The great difference in fertility rates between secular individualists and religious or cultural conservatives augurs a vast, demographically driven change in modern societies. Consider the demographics of France, for example. Among French women born in the early 1960s, less than a third have three or more children. But this distinct minority of French women (most of them presumably practicing Catholics and Muslims) produced more than 50 percent of all children born to their generation, in large measure because so many of their contemporaries had one child or none at all.
Many childless, middle-aged people may regret the life choices that are leading to the extinction of their family lines, and yet they have no sons or daughters with whom to share their newfound wisdom. The plurality of citizens who have only one child may be able to invest lavishly in that child's education, but a single child will only replace one parent, not both. Meanwhile, the descendants of parents who have three or more children will be hugely overrepresented in subsequent generations, and so will the values and ideas that led their parents to have large families.
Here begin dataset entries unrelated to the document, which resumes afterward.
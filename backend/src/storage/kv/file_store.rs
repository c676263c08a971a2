//! File-backed key-value store: one `<key>.json` file per key in the data
//! directory, written atomically through a temp file and rename.

use anyhow::{Context, Result};
use log::{debug, info};
use std::fs;
use std::io;
use std::path::{Path, PathBuf};

use crate::storage::traits::KeyValueStore;

#[derive(Debug, Clone)]
pub struct FileStore {
    base_directory: PathBuf,
}

impl FileStore {
    /// Open a store rooted at `base_directory`, creating it if needed
    pub fn new<P: AsRef<Path>>(base_directory: P) -> Result<Self> {
        let base_path = base_directory.as_ref().to_path_buf();
        if !base_path.exists() {
            fs::create_dir_all(&base_path).with_context(|| {
                format!("Failed to create data directory {}", base_path.display())
            })?;
            info!("Created data directory: {}", base_path.display());
        }
        Ok(Self {
            base_directory: base_path,
        })
    }

    pub fn base_directory(&self) -> &Path {
        &self.base_directory
    }

    fn key_path(&self, key: &str) -> PathBuf {
        self.base_directory.join(format!("{}.json", key))
    }
}

impl KeyValueStore for FileStore {
    fn get(&self, key: &str) -> Result<Option<String>> {
        let path = self.key_path(key);
        match fs::read_to_string(&path) {
            Ok(content) => {
                debug!("Read {} bytes from {}", content.len(), path.display());
                Ok(Some(content))
            }
            Err(e) if e.kind() == io::ErrorKind::NotFound => Ok(None),
            Err(e) => Err(e).with_context(|| format!("Failed to read {}", path.display())),
        }
    }

    fn set(&self, key: &str, value: &str) -> Result<()> {
        let path = self.key_path(key);

        // Write to a temp file first so a crash never leaves a half-written value
        let temp_path = path.with_extension("json.tmp");
        fs::write(&temp_path, value)
            .with_context(|| format!("Failed to write {}", temp_path.display()))?;
        fs::rename(&temp_path, &path)
            .with_context(|| format!("Failed to replace {}", path.display()))?;

        debug!("Saved {} to {}", key, path.display());
        Ok(())
    }

    fn remove(&self, key: &str) -> Result<()> {
        let path = self.key_path(key);
        match fs::remove_file(&path) {
            Ok(()) => {
                debug!("Removed {}", path.display());
                Ok(())
            }
            Err(e) if e.kind() == io::ErrorKind::NotFound => Ok(()),
            Err(e) => Err(e).with_context(|| format!("Failed to remove {}", path.display())),
        }
    }
}

#[cfg(test)]
mod tests {
    use super::*;
    use tempfile::TempDir;

    #[test]
    fn test_set_get_remove() {
        let temp_dir = TempDir::new().unwrap();
        let store = FileStore::new(temp_dir.path()).unwrap();

        assert_eq!(store.get("cycleData").unwrap(), None);

        store.set("cycleData", r#"{"cycleLength":28}"#).unwrap();
        assert_eq!(
            store.get("cycleData").unwrap().as_deref(),
            Some(r#"{"cycleLength":28}"#)
        );
        assert!(temp_dir.path().join("cycleData.json").exists());
        assert!(!temp_dir.path().join("cycleData.json.tmp").exists());

        store.set("cycleData", "{}").unwrap();
        assert_eq!(store.get("cycleData").unwrap().as_deref(), Some("{}"));

        store.remove("cycleData").unwrap();
        assert_eq!(store.get("cycleData").unwrap(), None);
        store.remove("cycleData").unwrap();
    }

    #[test]
    fn test_creates_missing_directory() {
        let temp_dir = TempDir::new().unwrap();
        let nested = temp_dir.path().join("a").join("b");
        let store = FileStore::new(&nested).unwrap();
        assert!(nested.is_dir());
        assert_eq!(store.base_directory(), nested.as_path());
    }

    #[test]
    fn test_values_survive_reopen() {
        let temp_dir = TempDir::new().unwrap();
        FileStore::new(temp_dir.path())
            .unwrap()
            .set("userPlan", "premium")
            .unwrap();

        let reopened = FileStore::new(temp_dir.path()).unwrap();
        assert_eq!(reopened.get("userPlan").unwrap().as_deref(), Some("premium"));
    }
}
use chrono::NaiveDate;

use crate::domain::models::PregnancyRecord;
use crate::domain::pregnancy_calculator::PregnancyProgress;

#[derive(Debug, Clone)]
pub struct RegisterPregnancyCommand {
    pub last_period_date: String,
}

#[derive(Debug, Clone, PartialEq)]
pub struct PregnancyOverview {
    pub pregnancy: PregnancyRecord,
    pub today: NaiveDate,
    pub progress: PregnancyProgress,
    pub warning_signs: &'static [&'static str],
}
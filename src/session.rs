use std::fmt;
use std::str::FromStr;

use chrono::Duration;
use thiserror::Error;
use tracing::{debug, info, warn};

use crate::dates::lookback_from_days;
use crate::models::{TimeEntry, Workspace};
use crate::storage::Settings;
use crate::toggl::{TogglError, TrackingClient, Transport};

#[derive(Debug, Clone, Copy, PartialEq, Eq)]
pub enum TaskKind {
    Pomodoro,
    ShortBreak,
    LongBreak,
}

impl TaskKind {
    pub fn is_work(self) -> bool {
        matches!(self, TaskKind::Pomodoro)
    }
}

impl FromStr for TaskKind {
    type Err = String;

    fn from_str(value: &str) -> Result<Self, Self::Err> {
        match value.trim().to_ascii_lowercase().as_str() {
            "pomodoro" | "work" => Ok(TaskKind::Pomodoro),
            "shortbreak" | "short_break" | "short-break" | "break" => Ok(TaskKind::ShortBreak),
            "longbreak" | "long_break" | "long-break" => Ok(TaskKind::LongBreak),
            other => Err(format!("Unknown session kind: {other}")),
        }
    }
}

impl fmt::Display for TaskKind {
    fn fmt(&self, f: &mut fmt::Formatter<'_>) -> fmt::Result {
        let name = match self {
            TaskKind::Pomodoro => "pomodoro",
            TaskKind::ShortBreak => "shortbreak",
            TaskKind::LongBreak => "longbreak",
        };
        f.write_str(name)
    }
}

#[derive(Debug, Clone, PartialEq, Eq)]
pub struct Selection {
    pub workspace_id: u64,
    pub description: String,
}

/// Read-only view of the remote data a selector may offer to the user.
pub trait Catalog {
    fn workspaces(&mut self) -> Result<Vec<Workspace>, TogglError>;
    fn recent_entries(&mut self, workspace_id: u64) -> Result<Vec<TimeEntry>, TogglError>;
}

/// Asks the user which workspace and description to track.
/// Returns `None` when the user cancels.
pub trait EntrySelector {
    fn select(&mut self, catalog: &mut dyn Catalog) -> Option<Selection>;
}

struct ClientCatalog<'a, T: Transport> {
    client: &'a TrackingClient<T>,
    lookback: Duration,
}

impl<T: Transport> Catalog for ClientCatalog<'_, T> {
    fn workspaces(&mut self) -> Result<Vec<Workspace>, TogglError> {
        self.client.list_workspaces()
    }

    fn recent_entries(&mut self, workspace_id: u64) -> Result<Vec<TimeEntry>, TogglError> {
        self.client.list_recent_entries(workspace_id, self.lookback)
    }
}

#[derive(Debug, Clone, Copy, PartialEq, Eq)]
pub enum SyncState {
    Idle,
    TimerOpen { entry_id: u64 },
}

#[derive(Debug, Error)]
enum StartError {
    #[error("No Toggl token configured")]
    MissingToken,
    #[error("Toggl selection cancelled")]
    Cancelled,
    #[error(transparent)]
    Toggl(#[from] TogglError),
}

/// Stops only timers it started, and is idle again after every stop attempt.
pub struct SessionSync<T: Transport> {
    client: TrackingClient<T>,
    state: SyncState,
    status: Option<String>,
}

impl<T: Transport> SessionSync<T> {
    pub fn new(client: TrackingClient<T>) -> Self {
        Self {
            client,
            state: SyncState::Idle,
            status: None,
        }
    }

    pub fn state(&self) -> SyncState {
        self.state
    }

    pub fn client(&self) -> &TrackingClient<T> {
        &self.client
    }

    /// Last user-facing message, for a status label.
    pub fn status(&self) -> Option<&str> {
        self.status.as_deref()
    }

    pub fn on_session_started(
        &mut self,
        task: TaskKind,
        settings: &Settings,
        selector: &mut dyn EntrySelector,
    ) {
        if !task.is_work() {
            debug!(%task, "not a work session, skipping Toggl");
            return;
        }
        if let SyncState::TimerOpen { entry_id } = self.state {
            warn!(entry_id, "session started while a timer is still open");
            self.close_open_timer();
        }

        match self.start(settings, selector) {
            Ok(entry_id) => {
                self.state = SyncState::TimerOpen { entry_id };
                self.status = Some(format!("Tracking Toggl entry {entry_id}"));
            }
            Err(StartError::Cancelled) => {
                info!("Toggl selection cancelled");
                self.status = Some("Toggl tracking skipped".to_string());
            }
            Err(err) => {
                warn!(error = %err, "could not start Toggl timer");
                self.status = Some(format!("Toggl: {err}"));
            }
        }
    }

    pub fn on_session_stopped(&mut self) {
        self.close_open_timer();
    }

    pub fn on_session_finished(&mut self) {
        self.close_open_timer();
    }

    fn start(
        &mut self,
        settings: &Settings,
        selector: &mut dyn EntrySelector,
    ) -> Result<u64, StartError> {
        let token = settings.token.as_deref().ok_or(StartError::MissingToken)?;
        self.client.validate_token(token)?;

        let mut catalog = ClientCatalog {
            client: &self.client,
            lookback: lookback_from_days(settings.lookback_days),
        };
        let selection = selector.select(&mut catalog).ok_or(StartError::Cancelled)?;

        let entry_id = self
            .client
            .start_timer(selection.workspace_id, &selection.description)?;
        Ok(entry_id)
    }

    fn close_open_timer(&mut self) {
        let SyncState::TimerOpen { entry_id } = self.state else {
            return;
        };
        self.state = SyncState::Idle;
        match self.client.stop_timer(entry_id) {
            Ok(()) => {
                self.status = Some(format!("Stopped Toggl entry {entry_id}"));
            }
            Err(err) => {
                warn!(entry_id, error = %err, "could not stop Toggl timer");
                self.status = Some(format!("Toggl: {err}"));
            }
        }
    }
}

#[cfg(test)]
mod tests {
    use super::*;
    use crate::toggl::testing::{FakeTransport, ME};

    struct Scripted {
        choice: Option<Selection>,
        calls: usize,
    }

    impl Scripted {
        fn choose(workspace_id: u64, description: &str) -> Self {
            Self {
                choice: Some(Selection {
                    workspace_id,
                    description: description.to_string(),
                }),
                calls: 0,
            }
        }

        fn cancel() -> Self {
            Self {
                choice: None,
                calls: 0,
            }
        }
    }

    impl EntrySelector for Scripted {
        fn select(&mut self, _catalog: &mut dyn Catalog) -> Option<Selection> {
            self.calls += 1;
            self.choice.clone()
        }
    }

    fn settings() -> Settings {
        Settings {
            token: Some("good-token".to_string()),
            lookback_days: 7,
        }
    }

    fn sync(transport: &FakeTransport) -> SessionSync<FakeTransport> {
        SessionSync::new(TrackingClient::new(transport.clone()))
    }

    fn stop_calls(transport: &FakeTransport) -> usize {
        transport
            .paths()
            .iter()
            .filter(|path| path.ends_with("/stop"))
            .count()
    }

    #[test]
    fn work_session_opens_and_closes_timer() {
        let transport = FakeTransport::default();
        transport
            .reply(200, ME)
            .reply(200, r#"{"data":{"id":99,"wid":7}}"#)
            .reply(200, r#"{"data":{"id":99}}"#);
        let mut sync = sync(&transport);
        let mut selector = Scripted::choose(7, "Writing");

        sync.on_session_started(TaskKind::Pomodoro, &settings(), &mut selector);
        assert_eq!(sync.state(), SyncState::TimerOpen { entry_id: 99 });
        let start = &transport.requests()[1];
        assert_eq!(start.body.as_ref().unwrap()["time_entry"]["wid"], 7);
        assert_eq!(
            start.body.as_ref().unwrap()["time_entry"]["description"],
            "Writing"
        );

        sync.on_session_stopped();
        assert_eq!(sync.state(), SyncState::Idle);
        assert_eq!(
            transport.paths(),
            vec!["/me", "/time_entries/start", "/time_entries/99/stop"]
        );
        assert_eq!(sync.client().active_timer(), None);
    }

    #[test]
    fn break_session_makes_no_calls() {
        let transport = FakeTransport::default();
        let mut sync = sync(&transport);
        let mut selector = Scripted::choose(7, "Writing");

        sync.on_session_started(TaskKind::ShortBreak, &settings(), &mut selector);
        sync.on_session_started(TaskKind::LongBreak, &settings(), &mut selector);

        assert_eq!(sync.state(), SyncState::Idle);
        assert!(transport.requests().is_empty());
        assert_eq!(selector.calls, 0);
    }

    #[test]
    fn failed_start_stays_idle_and_stop_is_noop() {
        let transport = FakeTransport::default();
        transport.reply(200, ME).reply(500, "server down");
        let mut sync = sync(&transport);

        sync.on_session_started(TaskKind::Pomodoro, &settings(), &mut Scripted::choose(7, "x"));
        assert_eq!(sync.state(), SyncState::Idle);
        assert!(sync.status().unwrap().contains("500"));

        sync.on_session_stopped();
        sync.on_session_finished();
        assert_eq!(stop_calls(&transport), 0);
    }

    #[test]
    fn invalid_token_aborts_before_selection() {
        let transport = FakeTransport::default();
        transport.reply(403, "Forbidden");
        let mut sync = sync(&transport);
        let mut selector = Scripted::choose(7, "x");

        sync.on_session_started(TaskKind::Pomodoro, &settings(), &mut selector);

        assert_eq!(sync.state(), SyncState::Idle);
        assert_eq!(selector.calls, 0);
        assert_eq!(transport.paths(), vec!["/me"]);
    }

    #[test]
    fn missing_token_makes_no_calls() {
        let transport = FakeTransport::default();
        let mut sync = sync(&transport);
        let settings = Settings {
            token: None,
            lookback_days: 7,
        };

        sync.on_session_started(TaskKind::Pomodoro, &settings, &mut Scripted::choose(1, "x"));

        assert_eq!(sync.state(), SyncState::Idle);
        assert!(transport.requests().is_empty());
        assert!(sync.status().is_some());
    }

    #[test]
    fn cancelled_selection_starts_nothing() {
        let transport = FakeTransport::default();
        transport.reply(200, ME);
        let mut sync = sync(&transport);

        sync.on_session_started(TaskKind::Pomodoro, &settings(), &mut Scripted::cancel());

        assert_eq!(sync.state(), SyncState::Idle);
        assert_eq!(transport.paths(), vec!["/me"]);
    }

    #[test]
    fn failed_stop_still_returns_to_idle() {
        let transport = FakeTransport::default();
        transport
            .reply(200, ME)
            .reply(200, r#"{"data":{"id":5}}"#)
            .fail("timeout");
        let mut sync = sync(&transport);

        sync.on_session_started(TaskKind::Pomodoro, &settings(), &mut Scripted::choose(1, "x"));
        sync.on_session_finished();

        assert_eq!(sync.state(), SyncState::Idle);
        assert!(sync.status().unwrap().contains("timeout"));
        sync.on_session_stopped();
        assert_eq!(stop_calls(&transport), 1);
    }

    #[test]
    fn finished_session_closes_timer_once() {
        let transport = FakeTransport::default();
        transport
            .reply(200, ME)
            .reply(200, r#"{"data":{"id":12}}"#)
            .reply(200, r#"{"data":{"id":12}}"#);
        let mut sync = sync(&transport);

        sync.on_session_started(TaskKind::Pomodoro, &settings(), &mut Scripted::choose(3, "x"));
        sync.on_session_finished();
        sync.on_session_stopped();

        assert_eq!(stop_calls(&transport), 1);
        assert_eq!(sync.state(), SyncState::Idle);
    }

    #[test]
    fn new_work_session_closes_stale_timer_first() {
        let transport = FakeTransport::default();
        transport
            .reply(200, ME)
            .reply(200, r#"{"data":{"id":10}}"#)
            .reply(200, r#"{"data":{"id":10}}"#)
            .reply(200, ME)
            .reply(200, r#"{"data":{"id":11}}"#);
        let mut sync = sync(&transport);

        sync.on_session_started(TaskKind::Pomodoro, &settings(), &mut Scripted::choose(1, "a"));
        sync.on_session_started(TaskKind::Pomodoro, &settings(), &mut Scripted::choose(1, "b"));

        assert_eq!(sync.state(), SyncState::TimerOpen { entry_id: 11 });
        assert_eq!(
            transport.paths(),
            vec![
                "/me",
                "/time_entries/start",
                "/time_entries/10/stop",
                "/me",
                "/time_entries/start"
            ]
        );
    }

    #[test]
    fn selector_sees_workspaces_and_recent_entries() {
        struct Browsing;

        impl EntrySelector for Browsing {
            fn select(&mut self, catalog: &mut dyn Catalog) -> Option<Selection> {
                let workspace = catalog.workspaces().ok()?.into_iter().next()?;
                let entry = catalog.recent_entries(workspace.id).ok()?.into_iter().next()?;
                Some(Selection {
                    workspace_id: workspace.id,
                    description: entry.description?,
                })
            }
        }

        let transport = FakeTransport::default();
        transport
            .reply(200, ME)
            .reply(200, r#"[{"id":3,"name":"Work"}]"#)
            .reply(200, r#"[{"id":1,"wid":3,"description":"Review"}]"#)
            .reply(200, r#"{"data":{"id":8}}"#);
        let mut sync = sync(&transport);

        sync.on_session_started(TaskKind::Pomodoro, &settings(), &mut Browsing);

        assert_eq!(sync.state(), SyncState::TimerOpen { entry_id: 8 });
        let start = &transport.requests()[3];
        assert_eq!(
            start.body.as_ref().unwrap()["time_entry"]["description"],
            "Review"
        );
    }

    #[test]
    fn task_kind_parses_host_names() {
        assert_eq!("pomodoro".parse::<TaskKind>(), Ok(TaskKind::Pomodoro));
        assert_eq!("Work".parse::<TaskKind>(), Ok(TaskKind::Pomodoro));
        assert_eq!("break".parse::<TaskKind>(), Ok(TaskKind::ShortBreak));
        assert_eq!("longbreak".parse::<TaskKind>(), Ok(TaskKind::LongBreak));
        assert!("nap".parse::<TaskKind>().is_err());
    }
}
Yes.. but .. in Europe lets say you have the nice liberal Guardianista/feminists and those good-timers who can't be fagged with the whole children thing - no kids, the religious natives and the native underclass - 3 kids - and the religious incomers - 4 kids. Given that natives are in the UK currently nearly 90% of the population (but less than 77% of the children), the die-off of the childless baby boomers is going to leave a different landscape, in which (IMHO) the religious incomers will make a far more cohesive group, and probably a larger one, than the religious natives.
Tomorrow's children, therefore, unlike members of the postwar baby boom generation, will be for the most part descendants of a comparatively narrow and culturally conservative segment of society. To be sure, some members of the rising generation may reject their parents' values, as always happens. But when they look around for fellow secularists and counterculturalists with whom to make common cause, they will find that most of their wouldbe fellow travelers were quite literally never born.I agree. I'm just not sure that the "narrow and culturally conservative segment of society" will be crusty Laban-style Christians.
The rollback of the welfare state forced by population aging and decline will give these elements an additional survival advantage, and therefore spur even higher fertility. As governments hand back functions they once appropriated from the family, notably support in old age, people will find that they need more children to insure their golden years, and they will seek to bind their children to them through inculcating traditional religious values akin to the Bible's injunction to honor thy mother and father.That's the rub. How will people who've paid taxes all their lives respond when they're told that the old social contract has been torn up ? But I still see that people with a living tradition of family self-help are likely to cope better with such a scenario than those who've been conditioned to wait for 'someone' to 'do something'. The Lord does indeed help those who help themselves.
Societies that are today the most secular and the most generous with their underfunded welfare states will be the most prone to religious revivals and a rebirth of the patriarchal family.